Material for this exercise -
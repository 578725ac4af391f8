//! Packed little-endian f32 vector encoding and the sqlite-vec extension hook
use crate::error::{KnowError, Result};
use std::sync::Once;

/// Encode a vector as D × 4 bytes of little-endian f32
pub fn encode(vector: &[f32]) -> Vec<u8> {
    let mut bytes = Vec::with_capacity(vector.len() * 4);
    for value in vector {
        bytes.extend_from_slice(&value.to_le_bytes());
    }
    bytes
}

/// Decode a packed little-endian f32 blob
pub fn decode(bytes: &[u8]) -> Result<Vec<f32>> {
    if bytes.len() % 4 != 0 {
        return Err(KnowError::InvalidVectorBlob(bytes.len()));
    }

    Ok(bytes
        .chunks_exact(4)
        .map(|chunk| f32::from_le_bytes([chunk[0], chunk[1], chunk[2], chunk[3]]))
        .collect())
}

/// Register sqlite-vec as an auto-extension for every connection opened afterwards
///
/// Must run before the connection pool is built. Registration happens once per process.
pub fn register_extension() {
    static INIT: Once = Once::new();
    INIT.call_once(|| {
        // SAFETY: `sqlite3_vec_init` is the extension entry point statically linked by
        // the sqlite-vec crate; the crate declares it without arguments, so it is cast
        // to the signature SQLite expects for auto-extensions.
        unsafe {
            type ExtEntryPoint = unsafe extern "C" fn(
                *mut rusqlite::ffi::sqlite3,
                *mut *const std::os::raw::c_char,
                *const rusqlite::ffi::sqlite3_api_routines,
            ) -> std::os::raw::c_int;

            rusqlite::ffi::sqlite3_auto_extension(Some(std::mem::transmute::<
                *const (),
                ExtEntryPoint,
            >(
                sqlite_vec::sqlite3_vec_init as *const ()
            )));
        }
    });
}
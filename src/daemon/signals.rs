// Unix signal handling for daemon shutdown

use crate::error::{KnowError, Result};
use std::fmt;
use tokio::signal::unix::{signal, Signal, SignalKind};

/// Signals the daemon reacts to; all of them stop it
#[derive(Debug, Clone, Copy, PartialEq, Eq)]
pub enum DaemonSignal {
    Terminate,
    Interrupt,
    Hangup,
}

impl fmt::Display for DaemonSignal {
    fn fmt(&self, f: &mut fmt::Formatter<'_>) -> fmt::Result {
        let name = match self {
            DaemonSignal::Terminate => "SIGTERM",
            DaemonSignal::Interrupt => "SIGINT",
            DaemonSignal::Hangup => "SIGHUP",
        };
        f.write_str(name)
    }
}

pub struct SignalHandler {
    sigterm: Signal,
    sigint: Signal,
    sighup: Signal,
}

fn install(kind: SignalKind, name: &str) -> Result<Signal> {
    signal(kind).map_err(|e| KnowError::Io {
        source: e,
        context: format!("Failed to setup {} handler", name),
    })
}

impl SignalHandler {
    /// Install handlers for SIGTERM, SIGINT and SIGHUP
    pub fn new() -> Result<Self> {
        Ok(Self {
            sigterm: install(SignalKind::terminate(), "SIGTERM")?,
            sigint: install(SignalKind::interrupt(), "SIGINT")?,
            sighup: install(SignalKind::hangup(), "SIGHUP")?,
        })
    }

    /// Wait for the next signal
    pub async fn wait(&mut self) -> DaemonSignal {
        let received = tokio::select! {
            _ = self.sigterm.recv() => DaemonSignal::Terminate,
            _ = self.sigint.recv() => DaemonSignal::Interrupt,
            _ = self.sighup.recv() => DaemonSignal::Hangup,
        };
        tracing::info!("Received {}", received);
        received
    }
}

Task prompt - Print out every record again, exactly and in full.

Solution for this problem -
repository 578725ac4af391f8
//! Packed little-endian f32 vector encoding and the sqlite-vec extension hook
use crate::error::{KnowError, Result};
use std::sync::Once;

/// Encode a vector as D × 4 bytes of little-endian f32
pub fn encode(vector: &[f32]) -> Vec<u8> {
    let mut bytes = Vec::with_capacity(vector.len() * 4);
    for value in vector {
        bytes.extend_from_slice(&value.to_le_bytes());
    }
    bytes
}

/// Decode a packed little-endian f32 blob
pub fn decode(bytes: &[u8]) -> Result<Vec<f32>> {
    if bytes.len() % 4 != 0 {
        return Err(KnowError::InvalidVectorBlob(bytes.len()));
    }

    Ok(bytes
        .chunks_exact(4)
        .map(|chunk| f32::from_le_bytes([chunk[0], chunk[1], chunk[2], chunk[3]]))
        .collect())
}

/// Register sqlite-vec as an auto-extension for every connection opened afterwards
///
/// Must run before the connection pool is built. Registration happens once per process.
pub fn register_extension() {
    static INIT: Once = Once::new();
    INIT.call_once(|| {
        // SAFETY: `sqlite3_vec_init` is the extension entry point statically linked by
        // the sqlite-vec crate; the crate declares it without arguments, so it is cast
        // to the signature SQLite expects for auto-extensions.
        unsafe {
            type ExtEntryPoint = unsafe extern "C" fn(
                *mut rusqlite::ffi::sqlite3,
                *mut *const std::os::raw::c_char,
                *const rusqlite::ffi::sqlite3_api_routines,
            ) -> std::os::raw::c_int;

            rusqlite::ffi::sqlite3_auto_extension(Some(std::mem::transmute::<
                *const (),
                ExtEntryPoint,
            >(
                sqlite_vec::sqlite3_vec_init as *const ()
            )));
        }
    });
}
filename src/daemon/signals.rs
// Unix signal handling for daemon shutdown

use crate::error::{KnowError, Result};
use std::fmt;
use tokio::signal::unix::{signal, Signal, SignalKind};

/// Signals the daemon reacts to; all of them stop it
#[derive(Debug, Clone, Copy, PartialEq, Eq)]
pub enum DaemonSignal {
    Terminate,
    Interrupt,
    Hangup,
}

impl fmt::Display for DaemonSignal {
    fn fmt(&self, f: &mut fmt::Formatter<'_>) -> fmt::Result {
        let name = match self {
            DaemonSignal::Terminate => "SIGTERM",
            DaemonSignal::Interrupt => "SIGINT",
            DaemonSignal::Hangup => "SIGHUP",
        };
        f.write_str(name)
    }
}

pub struct SignalHandler {
    sigterm: Signal,
    sigint: Signal,
    sighup: Signal,
}

fn install(kind: SignalKind, name: &str) -> Result<Signal> {
    signal(kind).map_err(|e| KnowError::Io {
        source: e,
        context: format!("Failed to setup {} handler", name),
    })
}

impl SignalHandler {
    /// Install handlers for SIGTERM, SIGINT and SIGHUP
    pub fn new() -> Result<Self> {
        Ok(Self {
            sigterm: install(SignalKind::terminate(), "SIGTERM")?,
            sigint: install(SignalKind::interrupt(), "SIGINT")?,
            sighup: install(SignalKind::hangup(), "SIGHUP")?,
        })
    }

    /// Wait for the next signal
    pub async fn wait(&mut self) -> DaemonSignal {
        let received = tokio::select! {
            _ = self.sigterm.recv() => DaemonSignal::Terminate,
            _ = self.sigint.recv() => DaemonSignal::Interrupt,
            _ = self.sighup.recv() => DaemonSignal::Hangup,
        };
        tracing::info!("Received {}", received);
        received
    }
}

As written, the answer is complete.